Compared to YP referred by primary care, YP referred through social care/ youth justice, other sources, and with missing referral source were more likely to have case closure due to non-mutual agreement than case closure due to mutual agreement. Compared to YP referred by primary care, YP referred by self-referral, education, or other sources were less likely to have case closure due to transfer than case closure due to mutual agreement. In contrast, compared to YP referred by primary care, YP referred by social care/ youth justice or child health were more likely to have case closure due to transfer than case closure due to mutual agreement. Compared to YP referred by primary care, YP referred by mental health services were more likely to have case closure due to other reasons, and YP referred by self-referral or with missing referral source were less likely to have case closure due to other reasons, than case closure due to mutual agreement.
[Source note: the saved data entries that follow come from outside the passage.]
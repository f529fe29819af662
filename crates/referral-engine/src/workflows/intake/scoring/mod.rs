//! Case quality scoring.
//!
//! Six independent factors are scored and summed. The sum decides the keeper grade and is
//! clamped to `0..=100` for the published score. The only dependency on the outside world is
//! the evaluation instant, which callers pass in so repeated runs stay deterministic.

mod recommendations;
mod rules;

pub use rules::QUALITY_KEYWORDS;

use chrono::{DateTime, Utc};

use super::domain::{CaseAttributes, KeeperGrade, ScoreBreakdown, ScoringResult};

/// Score a case as of `now`.
pub fn calculate_score(attributes: &CaseAttributes, now: DateTime<Utc>) -> ScoringResult {
    let score_breakdown = ScoreBreakdown {
        severity_score: rules::severity_score(&attributes.injury_severity),
        type_score: rules::type_score(&attributes.incident_type),
        description_score: rules::description_score(&attributes.description),
        medical_score: rules::medical_score(attributes.medical_treatment, attributes.hospitalized),
        insurance_score: rules::insurance_score(attributes.has_insurance),
        timeline_score: rules::timeline_score(attributes.incident_date, now),
    };

    let total_score = score_breakdown.total();
    let keeper_grade = KeeperGrade::from_score(total_score);
    let recommendations = recommendations::recommend(total_score, &score_breakdown);

    ScoringResult {
        ai_score: total_score.clamp(0, 100) as u8,
        keeper_grade,
        score_breakdown,
        recommendations,
    }
}
use chrono::{DateTime, NaiveDate, Utc};

use super::super::domain::{IncidentType, InjurySeverity};

/// Words that suggest a well-documented incident description.
pub const QUALITY_KEYWORDS: [&str; 14] = [
    "hospital",
    "ambulance",
    "police",
    "witness",
    "evidence",
    "pain",
    "injury",
    "damage",
    "liability",
    "negligence",
    "settlement",
    "compensation",
    "medical",
    "treatment",
];

const DESCRIPTION_BASE: u8 = 5;
const DESCRIPTION_CAP: u8 = 20;
const KEYWORD_POINTS: usize = 2;
const KEYWORD_CAP: usize = 10;

pub(crate) fn severity_score(severity: &InjurySeverity) -> u8 {
    match severity {
        InjurySeverity::Catastrophic => 40,
        InjurySeverity::Severe => 30,
        InjurySeverity::Moderate => 20,
        InjurySeverity::Minor => 10,
        InjurySeverity::Unrecognized(_) => 5,
    }
}

pub(crate) fn type_score(incident_type: &IncidentType) -> u8 {
    match incident_type {
        IncidentType::Trucking | IncidentType::Catastrophic => 30,
        IncidentType::Auto => 20,
        IncidentType::Workplace => 15,
        IncidentType::Other | IncidentType::Unrecognized(_) => 10,
    }
}

pub(crate) fn description_score(description: &str) -> u8 {
    let length = description.trim().chars().count();

    let length_bonus = if length > 200 {
        15
    } else if length > 100 {
        10
    } else if length > 50 {
        5
    } else {
        0
    };

    let lowered = description.to_lowercase();
    let keyword_hits = QUALITY_KEYWORDS
        .iter()
        .filter(|keyword| lowered.contains(**keyword))
        .count();
    let keyword_bonus = (keyword_hits * KEYWORD_POINTS).min(KEYWORD_CAP) as u8;

    (DESCRIPTION_BASE + length_bonus + keyword_bonus).min(DESCRIPTION_CAP)
}

// Hospitalization supersedes treatment; the two never stack.
pub(crate) fn medical_score(medical_treatment: bool, hospitalized: bool) -> u8 {
    if hospitalized {
        15
    } else if medical_treatment {
        10
    } else {
        0
    }
}

pub(crate) fn insurance_score(has_insurance: bool) -> u8 {
    if has_insurance {
        5
    } else {
        0
    }
}

pub(crate) fn timeline_score(incident_date: NaiveDate, now: DateTime<Utc>) -> u8 {
    let days_since_incident = (now.date_naive() - incident_date).num_days();

    if days_since_incident <= 30 {
        10
    } else if days_since_incident <= 90 {
        7
    } else if days_since_incident <= 365 {
        5
    } else {
        2
    }
}
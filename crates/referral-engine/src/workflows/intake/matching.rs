//! Partner selection and referral-fee math.

use std::cmp::Ordering;

use super::domain::{IncidentType, KeeperGrade, PartnerFirm};

/// Settlement proxy per score point. A placeholder until a calibrated settlement model exists.
pub const SETTLEMENT_PER_SCORE_POINT: f64 = 1000.0;

/// Only A and B cases are routed to partners automatically.
pub fn qualifies_for_assignment(grade: KeeperGrade) -> bool {
    matches!(grade, KeeperGrade::A | KeeperGrade::B)
}

/// Whether a firm may receive a case of this type and grade.
pub fn is_eligible(firm: &PartnerFirm, incident_type: &IncidentType, grade: KeeperGrade) -> bool {
    firm.active
        && firm.specialties.contains(incident_type)
        && grade.meets_minimum(firm.min_keeper_grade)
        && firm.capacity > 0
}

/// Pick the eligible firm with the best acceptance rate, then the most open capacity.
///
/// Remaining ties go to the firm listed first.
pub fn select_partner<'a>(
    candidates: &'a [PartnerFirm],
    incident_type: &IncidentType,
    grade: KeeperGrade,
) -> Option<&'a PartnerFirm> {
    let mut eligible: Vec<&PartnerFirm> = candidates
        .iter()
        .filter(|firm| is_eligible(firm, incident_type, grade))
        .collect();

    eligible.sort_by(|left, right| priority_order(left, right));
    eligible.into_iter().next()
}

pub(crate) fn priority_order(left: &PartnerFirm, right: &PartnerFirm) -> Ordering {
    right
        .acceptance_rate
        .total_cmp(&left.acceptance_rate)
        .then_with(|| right.capacity.cmp(&left.capacity))
}

pub fn estimated_settlement(ai_score: u8) -> f64 {
    f64::from(ai_score) * SETTLEMENT_PER_SCORE_POINT
}

pub fn compute_referral_fee(firm: &PartnerFirm, ai_score: u8) -> f64 {
    estimated_settlement(ai_score) * firm.referral_fee_percentage / 100.0
}
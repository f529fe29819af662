use super::super::domain::ScoreBreakdown;

pub(crate) fn recommend(total_score: i32, breakdown: &ScoreBreakdown) -> Vec<String> {
    let headline: [&str; 2] = if total_score >= 80 {
        [
            "High-priority case - excellent keeper potential",
            "Consider immediate partner assignment",
        ]
    } else if total_score >= 60 {
        [
            "Strong case - good keeper potential",
            "Review for partner assignment",
        ]
    } else if total_score >= 40 {
        [
            "Marginal case - requires careful review",
            "Consider additional information gathering",
        ]
    } else {
        [
            "Low-priority case - likely decline",
            "Standard rejection process",
        ]
    };

    let mut recommendations: Vec<String> = headline.iter().map(|line| line.to_string()).collect();

    if breakdown.severity_score < 20 {
        recommendations.push("Consider severity documentation".to_string());
    }

    if breakdown.description_score < 10 {
        recommendations.push("Request more detailed incident description".to_string());
    }

    if breakdown.medical_score == 0 {
        recommendations.push("Verify medical treatment status".to_string());
    }

    if breakdown.timeline_score < 5 {
        recommendations.push("Note: Incident occurred over a year ago".to_string());
    }

    recommendations
}
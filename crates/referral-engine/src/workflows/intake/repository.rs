use chrono::{DateTime, Utc};
use serde::{Deserialize, Serialize};

use super::domain::{
    Assignment, CaseSubmission, FirmId, IncidentType, KeeperGrade, PartnerFirm, ScoringResult,
    SubmissionId, SubmissionStatus,
};

/// Repository record containing the submission, its score, and any partner assignment.
#[derive(Debug, Clone, PartialEq, Serialize, Deserialize)]
pub struct SubmissionRecord {
    pub submission: CaseSubmission,
    pub status: SubmissionStatus,
    pub scoring: Option<ScoringResult>,
    pub scored_at: Option<DateTime<Utc>>,
    pub assignment: Option<Assignment>,
}

impl SubmissionRecord {
    pub fn pending(submission: CaseSubmission) -> Self {
        Self {
            submission,
            status: SubmissionStatus::Pending,
            scoring: None,
            scored_at: None,
            assignment: None,
        }
    }

    pub fn submission_id(&self) -> &SubmissionId {
        &self.submission.submission_id
    }

    pub fn status_view(&self) -> SubmissionStatusView {
        SubmissionStatusView {
            submission_id: self.submission.submission_id.clone(),
            status: self.status.label(),
            incident_type: self.submission.case.incident_type.to_string(),
            ai_score: self.scoring.as_ref().map(|scoring| scoring.ai_score),
            keeper_grade: self.scoring.as_ref().map(|scoring| scoring.keeper_grade),
            assigned_firm_id: self
                .assignment
                .as_ref()
                .map(|assignment| assignment.firm_id.clone()),
        }
    }
}

/// Storage abstraction for intake submissions.
pub trait SubmissionRepository: Send + Sync {
    fn insert(&self, record: SubmissionRecord) -> Result<SubmissionRecord, RepositoryError>;
    fn record_score(
        &self,
        id: &SubmissionId,
        scoring: ScoringResult,
        scored_at: DateTime<Utc>,
    ) -> Result<(), RepositoryError>;
    /// Attach an assignment. A submission that already has one yields `Conflict`.
    fn record_assignment(&self, assignment: Assignment) -> Result<(), RepositoryError>;
    fn fetch(&self, id: &SubmissionId) -> Result<Option<SubmissionRecord>, RepositoryError>;
}

/// Read side of the partner store plus the capacity reservation used when assigning.
pub trait PartnerDirectory: Send + Sync {
    /// Active firms with the specialty, a minimum grade the case meets, and open capacity,
    /// ordered by acceptance rate then capacity, both descending.
    fn available_partners(
        &self,
        incident_type: &IncidentType,
        grade: KeeperGrade,
    ) -> Result<Vec<PartnerFirm>, DirectoryError>;
    /// Take one unit of capacity. Returns `false` when the firm has none left.
    fn reserve_capacity(&self, id: &FirmId) -> Result<bool, DirectoryError>;
    /// Give back a unit taken by `reserve_capacity` when the assignment could not be stored.
    fn release_capacity(&self, id: &FirmId) -> Result<(), DirectoryError>;
}

/// Error enumeration for submission storage failures.
#[derive(Debug, thiserror::Error)]
pub enum RepositoryError {
    #[error("record already exists")]
    Conflict,
    #[error("record not found")]
    NotFound,
    #[error("repository unavailable: {0}")]
    Unavailable(String),
}

/// Partner lookup failure.
#[derive(Debug, thiserror::Error)]
pub enum DirectoryError {
    #[error("partner directory unavailable: {0}")]
    Unavailable(String),
}

/// Sanitized representation of a submission's exposed status.
#[derive(Debug, Clone, Serialize)]
#[serde(rename_all = "camelCase")]
pub struct SubmissionStatusView {
    pub submission_id: SubmissionId,
    pub status: &'static str,
    pub incident_type: String,
    #[serde(skip_serializing_if = "Option::is_none")]
    pub ai_score: Option<u8>,
    #[serde(skip_serializing_if = "Option::is_none")]
    pub keeper_grade: Option<KeeperGrade>,
    #[serde(skip_serializing_if = "Option::is_none")]
    pub assigned_firm_id: Option<FirmId>,
}
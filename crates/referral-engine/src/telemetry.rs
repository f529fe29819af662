use crate::config::TelemetryConfig;
use tracing_subscriber::filter::ParseError;
use tracing_subscriber::EnvFilter;

#[derive(Debug, thiserror::Error)]
pub enum TelemetryError {
    #[error("invalid log level/filter '{value}': unable to build EnvFilter")]
    EnvFilter { value: String, source: ParseError },
    #[error("telemetry error: {0}")]
    Subscriber(Box<dyn std::error::Error + Send + Sync>),
}

/// Build the filter from `RUST_LOG` when present, falling back to the configured level.
pub fn env_filter(config: &TelemetryConfig) -> Result<EnvFilter, TelemetryError> {
    match EnvFilter::try_from_default_env() {
        Ok(filter) => Ok(filter),
        Err(_) => EnvFilter::try_new(&config.log_level).map_err(|source| {
            TelemetryError::EnvFilter {
                value: config.log_level.clone(),
                source,
            }
        }),
    }
}

pub fn init(config: &TelemetryConfig) -> Result<(), TelemetryError> {
    let env_filter = env_filter(config)?;

    tracing_subscriber::fmt()
        .with_env_filter(env_filter)
        .with_target(false)
        .compact()
        .with_ansi(false)
        .try_init()
        .map_err(TelemetryError::Subscriber)
}

#[cfg(test)]
mod tests {
    use super::*;

    #[test]
    fn rejects_malformed_filter_directives() {
        if std::env::var("RUST_LOG").is_ok() {
            return;
        }
        let config = TelemetryConfig {
            log_level: "referral_engine=[".to_string(),
        };
        match env_filter(&config) {
            Err(TelemetryError::EnvFilter { value, .. }) => assert_eq!(value, "referral_engine=["),
            other => panic!("expected filter error, got {other:?}"),
        }
    }
}
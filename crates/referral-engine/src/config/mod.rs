use std::env;
use std::fmt;
use std::net::{IpAddr, SocketAddr};
use std::path::PathBuf;

const DEFAULT_NOTIFY_FROM: &str = "referrals@crosleylawgroup.com";
const DEFAULT_PUBLIC_URL: &str = "https://acrosley-referral-engine.vercel.app";

/// Distinguishes runtime behavior for different stages of the service.
#[derive(Debug, Clone, Copy, PartialEq, Eq)]
pub enum AppEnvironment {
    Development,
    Test,
    Production,
}

impl AppEnvironment {
    fn from_str(value: &str) -> Self {
        match value.trim().to_ascii_lowercase().as_str() {
            "prod" | "production" => Self::Production,
            "test" | "ci" => Self::Test,
            _ => Self::Development,
        }
    }
}

/// Top-level configuration for the intake service.
#[derive(Debug, Clone)]
pub struct AppConfig {
    pub environment: AppEnvironment,
    pub server: ServerConfig,
    pub telemetry: TelemetryConfig,
    pub intake: IntakeConfig,
}

impl AppConfig {
    pub fn load() -> Result<Self, ConfigError> {
        dotenvy::dotenv().ok();

        let environment = AppEnvironment::from_str(
            &env::var("APP_ENV").unwrap_or_else(|_| "development".to_string()),
        );

        let host = env::var("APP_HOST").unwrap_or_else(|_| "127.0.0.1".to_string());
        let port = env::var("APP_PORT")
            .unwrap_or_else(|_| "3000".to_string())
            .parse::<u16>()
            .map_err(|_| ConfigError::InvalidPort)?;

        let log_level = env::var("APP_LOG_LEVEL").unwrap_or_else(|_| "info".to_string());

        let partner_roster = env::var("APP_PARTNER_ROSTER")
            .ok()
            .map(|value| value.trim().to_string())
            .filter(|value| !value.is_empty())
            .map(PathBuf::from);
        let notify_from =
            env::var("APP_NOTIFY_FROM").unwrap_or_else(|_| DEFAULT_NOTIFY_FROM.to_string());
        if !notify_from.contains('@') {
            return Err(ConfigError::InvalidNotifyFrom(notify_from));
        }
        let public_url =
            env::var("APP_PUBLIC_URL").unwrap_or_else(|_| DEFAULT_PUBLIC_URL.to_string());

        Ok(Self {
            environment,
            server: ServerConfig { host, port },
            telemetry: TelemetryConfig { log_level },
            intake: IntakeConfig {
                partner_roster,
                notify_from,
                public_url,
            },
        })
    }
}

/// Settings controlling the HTTP server binding.
#[derive(Debug, Clone)]
pub struct ServerConfig {
    pub host: String,
    pub port: u16,
}

impl ServerConfig {
    pub fn socket_addr(&self) -> Result<SocketAddr, ConfigError> {
        if self.host.eq_ignore_ascii_case("localhost") {
            return Ok(SocketAddr::new(IpAddr::from([127, 0, 0, 1]), self.port));
        }

        let ip: IpAddr = self
            .host
            .parse()
            .map_err(|source| ConfigError::InvalidHost { source })?;

        Ok(SocketAddr::new(ip, self.port))
    }
}

/// Tracing controls.
#[derive(Debug, Clone)]
pub struct TelemetryConfig {
    pub log_level: String,
}

/// Intake pipeline settings: where partner firms come from and how outbound mail is addressed.
#[derive(Debug, Clone)]
pub struct IntakeConfig {
    /// CSV roster of partner firms; the built-in sample roster is used when unset.
    pub partner_roster: Option<PathBuf>,
    pub notify_from: String,
    pub public_url: String,
}

impl Default for IntakeConfig {
    fn default() -> Self {
        Self {
            partner_roster: None,
            notify_from: DEFAULT_NOTIFY_FROM.to_string(),
            public_url: DEFAULT_PUBLIC_URL.to_string(),
        }
    }
}

#[derive(Debug)]
pub enum ConfigError {
    InvalidPort,
    InvalidHost { source: std::net::AddrParseError },
    InvalidNotifyFrom(String),
}

impl fmt::Display for ConfigError {
    fn fmt(&self, f: &mut fmt::Formatter<'_>) -> fmt::Result {
        match self {
            ConfigError::InvalidPort => write!(f, "APP_PORT must be a valid u16"),
            ConfigError::InvalidHost { .. } => {
                write!(f, "APP_HOST must parse to an IPv4 or IPv6 address")
            }
            ConfigError::InvalidNotifyFrom(value) => {
                write!(f, "APP_NOTIFY_FROM must be an e-mail address (got '{value}')")
            }
        }
    }
}

impl std::error::Error for ConfigError {
    fn source(&self) -> Option<&(dyn std::error::Error + 'static)> {
        match self {
            ConfigError::InvalidPort | ConfigError::InvalidNotifyFrom(_) => None,
            ConfigError::InvalidHost { source } => Some(source),
        }
    }
}
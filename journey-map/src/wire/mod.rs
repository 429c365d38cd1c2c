//! Route solver output.
//!
//! The solver hands over its result as JSON. Key characteristics:
//! - Field names are the solver's own (`detailed_journey`, `koridor`,
//!   `dari`, `ke`, `melewati`, ...)
//! - Coordinates are `[lon, lat]` arrays and may be null when the solver
//!   could not locate a stop
//! - Corridors are sometimes numbers rather than strings
//! - Unknown keys and unknown step types are ignored

mod convert;
mod error;
mod types;

pub use convert::convert_journey;
pub use error::InputError;
pub use types::{JourneyInput, WireCorridor, WireStep, WireTransferStep, WireTravelStep};
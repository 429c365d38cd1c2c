//! Journey types.
//!
//! A `Journey` is a computed transit route: an ordered list of travel and
//! transfer steps, plus the raw route geometry that the line is drawn from.
//! The geometry is independent of the step endpoints; a corridor segment
//! usually contributes many more points than its two stops.

use super::LonLat;

/// A named stop, with coordinates when the solver could locate it.
#[derive(Debug, Clone, PartialEq)]
pub struct StopRef {
    /// Stop name as shown to the rider
    pub name: String,
    /// Location in storage order, if known
    pub coords: Option<LonLat>,
}

impl StopRef {
    /// Creates a stop reference.
    pub fn new(name: impl Into<String>, coords: Option<LonLat>) -> Self {
        Self {
            name: name.into(),
            coords,
        }
    }
}

/// A ride along one corridor between two stops.
#[derive(Debug, Clone, PartialEq)]
pub struct TravelStep {
    /// Boarding stop
    pub from: StopRef,
    /// Alighting stop
    pub to: StopRef,
    /// Corridor ridden
    pub corridor: String,
    /// Intermediate stops passed without alighting, in travel order.
    ///
    /// These are names only; coordinates are resolved against the
    /// endpoints of the journey's travel steps.
    pub passed_stops: Vec<String>,
}

/// A change of corridor at a single stop.
#[derive(Debug, Clone, PartialEq)]
pub struct TransferStep {
    /// Stop where the change happens
    pub stop_name: String,
    /// Location in storage order, if known
    pub coords: Option<LonLat>,
    /// Corridor being left
    pub from_corridor: String,
    /// Corridor being joined
    pub to_corridor: String,
}

/// One step of a journey.
#[derive(Debug, Clone, PartialEq)]
pub enum JourneyStep {
    /// Riding along a corridor
    Travel(TravelStep),
    /// Changing corridor
    Transfer(TransferStep),
}

impl JourneyStep {
    /// Returns the travel step, if this is one.
    pub fn as_travel(&self) -> Option<&TravelStep> {
        match self {
            JourneyStep::Travel(step) => Some(step),
            JourneyStep::Transfer(_) => None,
        }
    }

    /// Returns the transfer step, if this is one.
    pub fn as_transfer(&self) -> Option<&TransferStep> {
        match self {
            JourneyStep::Travel(_) => None,
            JourneyStep::Transfer(step) => Some(step),
        }
    }
}

/// A complete computed journey.
///
/// Read-only input to rendering: nothing in this crate mutates a journey
/// after construction.
#[derive(Debug, Clone, Default, PartialEq)]
pub struct Journey {
    steps: Vec<JourneyStep>,
    path_coords: Vec<LonLat>,
}

impl Journey {
    /// Creates a journey from its steps and route geometry.
    pub fn new(steps: Vec<JourneyStep>, path_coords: Vec<LonLat>) -> Self {
        Self { steps, path_coords }
    }

    /// Returns all steps in order.
    pub fn steps(&self) -> &[JourneyStep] {
        &self.steps
    }

    /// Returns the route geometry in storage order.
    pub fn path_coords(&self) -> &[LonLat] {
        &self.path_coords
    }

    /// Iterates over the travel steps in order.
    pub fn travel_steps(&self) -> impl Iterator<Item = &TravelStep> {
        self.steps.iter().filter_map(JourneyStep::as_travel)
    }

    /// Iterates over the transfer steps in order.
    pub fn transfer_steps(&self) -> impl Iterator<Item = &TransferStep> {
        self.steps.iter().filter_map(JourneyStep::as_transfer)
    }

    /// Finds the endpoint named `name`.
    ///
    /// Scans travel steps in order and returns the endpoint of the first
    /// step whose `from` or `to` name matches exactly (`from` is checked
    /// first). Returns `None` when no step mentions the name. An empty
    /// name never matches, so unnamed endpoints are never found.
    pub fn find_endpoint(&self, name: &str) -> Option<&StopRef> {
        if name.is_empty() {
            return None;
        }
        self.travel_steps().find_map(|step| {
            if step.from.name == name {
                Some(&step.from)
            } else if step.to.name == name {
                Some(&step.to)
            } else {
                None
            }
        })
    }

    /// Returns true if any travel step starts or ends at a stop whose name
    /// contains `landmark`, ignoring case.
    pub fn mentions_landmark(&self, landmark: &str) -> bool {
        let needle = landmark.to_lowercase();
        self.travel_steps().any(|step| {
            step.from.name.to_lowercase().contains(&needle)
                || step.to.name.to_lowercase().contains(&needle)
        })
    }
}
Compared to YP who did not meaningfully change in symptoms, YP who meaningfully improved in symptoms were less likely to have case closure due to non-mutual agreement, transfer, and other reasons than case closure due to mutual agreement. Compared to YP who did not meaningfully change in symptoms, YP who meaningfully deteriorated in symptoms were more likely to have case closure due to transfer, and were less likely to have case closure due to other reasons, than case closure due to mutual agreement.
Discussion
To better understand symptom improvement as an indicator of a good outcome of accessing YP mental health services, this study examined whether levels of meaningful improvement were associated with reasons for ending treatment. Multilevel multinomial regression analyses were conducted controlling for age, gender, ethnicity, and referral source. As hypothesized, the results indicated that YP whose problems meaningfully improved were more likely to mutually agree to end treatment.
Our results are consistent with previous studies showing improved mental health to be associated with treatment completion when compared to YP who prematurely ended treatment (Kazdin et al., 1994; Chasson et al., 2008; de Haan et al., 2013). Nevertheless, the present study builds on the extant literature as it is the largest study on symptom improvement and reasons for case closure. Moreover, this study used an advanced statistical approach to account for service-level variation. This study also uses the latest approach to measuring symptom improvement using meaningful change.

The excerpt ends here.